BillC

Well Known Member
:(Problem defies rational thinking

Here is the situation and hopefully someone out there has the answer.
When I started up engine last Sunday it didn?t feel just right so did quick Mag check. #2 cylinder was not firing on left Mag. Tried to clear the fouled plug but no joy. Shut down and pulled lower plug (left Mag) looked fine but rather than risk it I replaced it with a new one. Started her up and again failed on left mag #2 cylinder. Again replaced lower plug with another new plug. Same results. Ok so I swapped plugs top for bottom. Now right mag fails (top plug) Looks like bad plug so replace it with another new but this time different manufacturer. Right Mag still fails.

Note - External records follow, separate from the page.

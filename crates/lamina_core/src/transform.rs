//! Transform value type
//!
//! A transform is an ordered list of CSS-style transform functions. Keeping
//! the functions (instead of collapsing them into a matrix) lets animations
//! interpolate each component and lets the presentation write stay a plain
//! transform string.

use std::fmt;
use std::mem;

use smallvec::SmallVec;

/// One function in a transform list
#[derive(Clone, Copy, Debug, PartialEq)]
pub enum TransformFunction {
    /// 2D translation in pixels
    Translate { x: f32, y: f32 },
    /// 3D translation in pixels
    Translate3d { x: f32, y: f32, z: f32 },
    /// Scale factors
    Scale { x: f32, y: f32 },
    /// Rotation around the Z axis in degrees
    Rotate(f32),
    /// Rotation around the X axis in degrees
    RotateX(f32),
    /// Rotation around the Y axis in degrees
    RotateY(f32),
    /// Perspective distance in pixels
    Perspective(f32),
}

impl TransformFunction {
    /// True when this function only has meaning in 3D space
    pub fn is_3d(&self) -> bool {
        matches!(
            self,
            TransformFunction::Translate3d { .. }
                | TransformFunction::RotateX(_)
                | TransformFunction::RotateY(_)
                | TransformFunction::Perspective(_)
        )
    }

    /// True when both functions are the same kind of operation
    pub fn same_kind(&self, other: &TransformFunction) -> bool {
        mem::discriminant(self) == mem::discriminant(other)
    }

    /// The no-op function of the same kind
    pub fn identity(&self) -> TransformFunction {
        match self {
            TransformFunction::Translate { .. } => TransformFunction::Translate { x: 0.0, y: 0.0 },
            TransformFunction::Translate3d { .. } => TransformFunction::Translate3d {
                x: 0.0,
                y: 0.0,
                z: 0.0,
            },
            TransformFunction::Scale { .. } => TransformFunction::Scale { x: 1.0, y: 1.0 },
            TransformFunction::Rotate(_) => TransformFunction::Rotate(0.0),
            TransformFunction::RotateX(_) => TransformFunction::RotateX(0.0),
            TransformFunction::RotateY(_) => TransformFunction::RotateY(0.0),
            // Perspective has no true identity; an infinite distance is closest.
            TransformFunction::Perspective(_) => TransformFunction::Perspective(f32::INFINITY),
        }
    }

    /// Interpolate towards `to`; `None` when the kinds differ
    pub fn lerp(&self, to: &TransformFunction, t: f32) -> Option<TransformFunction> {
        use TransformFunction::*;

        let mix = |a: f32, b: f32| a + (b - a) * t;
        let f = match (*self, *to) {
            (Translate { x: ax, y: ay }, Translate { x: bx, y: by }) => Translate {
                x: mix(ax, bx),
                y: mix(ay, by),
            },
            (
                Translate3d {
                    x: ax,
                    y: ay,
                    z: az,
                },
                Translate3d {
                    x: bx,
                    y: by,
                    z: bz,
                },
            ) => Translate3d {
                x: mix(ax, bx),
                y: mix(ay, by),
                z: mix(az, bz),
            },
            (Scale { x: ax, y: ay }, Scale { x: bx, y: by }) => Scale {
                x: mix(ax, bx),
                y: mix(ay, by),
            },
            (Rotate(a), Rotate(b)) => Rotate(mix(a, b)),
            (RotateX(a), RotateX(b)) => RotateX(mix(a, b)),
            (RotateY(a), RotateY(b)) => RotateY(mix(a, b)),
            (Perspective(a), Perspective(b)) => {
                if a.is_finite() && b.is_finite() {
                    Perspective(mix(a, b))
                } else if t < 1.0 {
                    Perspective(a)
                } else {
                    Perspective(b)
                }
            }
            _ => return None,
        };
        Some(f)
    }
}

impl fmt::Display for TransformFunction {
    fn fmt(&self, f: &mut fmt::Formatter<'_>) -> fmt::Result {
        match self {
            TransformFunction::Translate { x, y } => write!(f, "translate({x}px, {y}px)"),
            TransformFunction::Translate3d { x, y, z } => {
                write!(f, "translate3d({x}px, {y}px, {z}px)")
            }
            TransformFunction::Scale { x, y } => write!(f, "scale({x}, {y})"),
            TransformFunction::Rotate(deg) => write!(f, "rotate({deg}deg)"),
            TransformFunction::RotateX(deg) => write!(f, "rotateX({deg}deg)"),
            TransformFunction::RotateY(deg) => write!(f, "rotateY({deg}deg)"),
            TransformFunction::Perspective(d) if d.is_finite() => write!(f, "perspective({d}px)"),
            TransformFunction::Perspective(_) => f.write_str("perspective(none)"),
        }
    }
}

/// Ordered list of transform functions
#[derive(Clone, Debug, Default, PartialEq)]
pub struct Transform {
    functions: SmallVec<[TransformFunction; 4]>,
}

impl Transform {
    pub fn new() -> Self {
        Self::default()
    }

    pub fn is_identity(&self) -> bool {
        self.functions.is_empty()
    }

    pub fn functions(&self) -> &[TransformFunction] {
        &self.functions
    }

    /// Append a function
    pub fn push(&mut self, function: TransformFunction) -> &mut Self {
        self.functions.push(function);
        self
    }

    /// Builder: append a 2D translation
    pub fn translate(mut self, x: f32, y: f32) -> Self {
        self.functions.push(TransformFunction::Translate { x, y });
        self
    }

    /// Builder: append a 3D translation
    pub fn translate_3d(mut self, x: f32, y: f32, z: f32) -> Self {
        self.functions
            .push(TransformFunction::Translate3d { x, y, z });
        self
    }

    /// Builder: append a scale
    pub fn scale(mut self, x: f32, y: f32) -> Self {
        self.functions.push(TransformFunction::Scale { x, y });
        self
    }

    /// Builder: append a Z rotation in degrees
    pub fn rotate(mut self, degrees: f32) -> Self {
        self.functions.push(TransformFunction::Rotate(degrees));
        self
    }

    /// Builder: append a perspective distance
    pub fn perspective(mut self, distance: f32) -> Self {
        self.functions.push(TransformFunction::Perspective(distance));
        self
    }

    /// The first 2D translation, or `(0, 0)`
    pub fn translation(&self) -> (f32, f32) {
        self.functions
            .iter()
            .find_map(|f| match f {
                TransformFunction::Translate { x, y } => Some((*x, *y)),
                _ => None,
            })
            .unwrap_or((0.0, 0.0))
    }

    /// Update the first 2D translation in place, appending one if absent
    pub fn set_translation(&mut self, x: f32, y: f32) {
        for f in self.functions.iter_mut() {
            if let TransformFunction::Translate { .. } = f {
                *f = TransformFunction::Translate { x, y };
                return;
            }
        }
        self.functions.push(TransformFunction::Translate { x, y });
    }

    /// Bulk update; returns true if the transform changed
    pub fn set(&mut self, other: &Transform) -> bool {
        if self == other {
            return false;
        }
        self.functions.clone_from(&other.functions);
        true
    }

    pub fn clear(&mut self) {
        self.functions.clear();
    }

    /// True when any function needs 3D compositing
    pub fn has_3d_transforms(&self) -> bool {
        self.functions.iter().any(TransformFunction::is_3d)
    }

    /// Interpolate between two transform lists.
    ///
    /// Lists are matched function by function; a missing entry on either side
    /// is treated as the identity of its counterpart. If any pair has
    /// mismatched kinds the result snaps to `to` once `t` reaches 1.
    pub fn lerp(from: &Transform, to: &Transform, t: f32) -> Transform {
        let len = from.functions.len().max(to.functions.len());
        let mut out = Transform::new();
        for i in 0..len {
            let (a, b) = match (from.functions.get(i), to.functions.get(i)) {
                (Some(a), Some(b)) => (*a, *b),
                (Some(a), None) => (*a, a.identity()),
                (None, Some(b)) => (b.identity(), *b),
                (None, None) => continue,
            };
            match a.lerp(&b, t) {
                Some(f) => {
                    out.functions.push(f);
                }
                None => return if t < 1.0 { from.clone() } else { to.clone() },
            }
        }
        out
    }
}

impl fmt::Display for Transform {
    fn fmt(&self, f: &mut fmt::Formatter<'_>) -> fmt::Result {
        for (i, function) in self.functions.iter().enumerate() {
            if i > 0 {
                f.write_str(" ")?;
            }
            write!(f, "{function}")?;
        }
        Ok(())
    }
}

Swap top #2 and #4 plugs and right mag still fails. Swap top to bottom plugs and now left Mag (lower) fails. Thinking that perhaps my 10 year old harness could be the problem I ordered a harness set which arrived today. Replaced harness and left Mag fails on #2 cylinder. New plug in bottom, left still fails. Swap plugs top for bottom and Right Mag (top ) fails.
I?m thinking that my next step is to tear down one of the Mags or just order two new ones (big $$$ that I would rather spend on fuel).
Background:
Engine O-320, 1100 hrs since new and 110 hours since bottom rebuild, compression #2 cylinder 76/80. Both Mags were new last year and have ~95 hrs.

ANY HELP OR INSIGHT WOULD BE GREATLT APPRECIATED
 
When did you check the compression? Recently?

Carb for FI?

How do you know #2 cylinder is not firing? EGT'S?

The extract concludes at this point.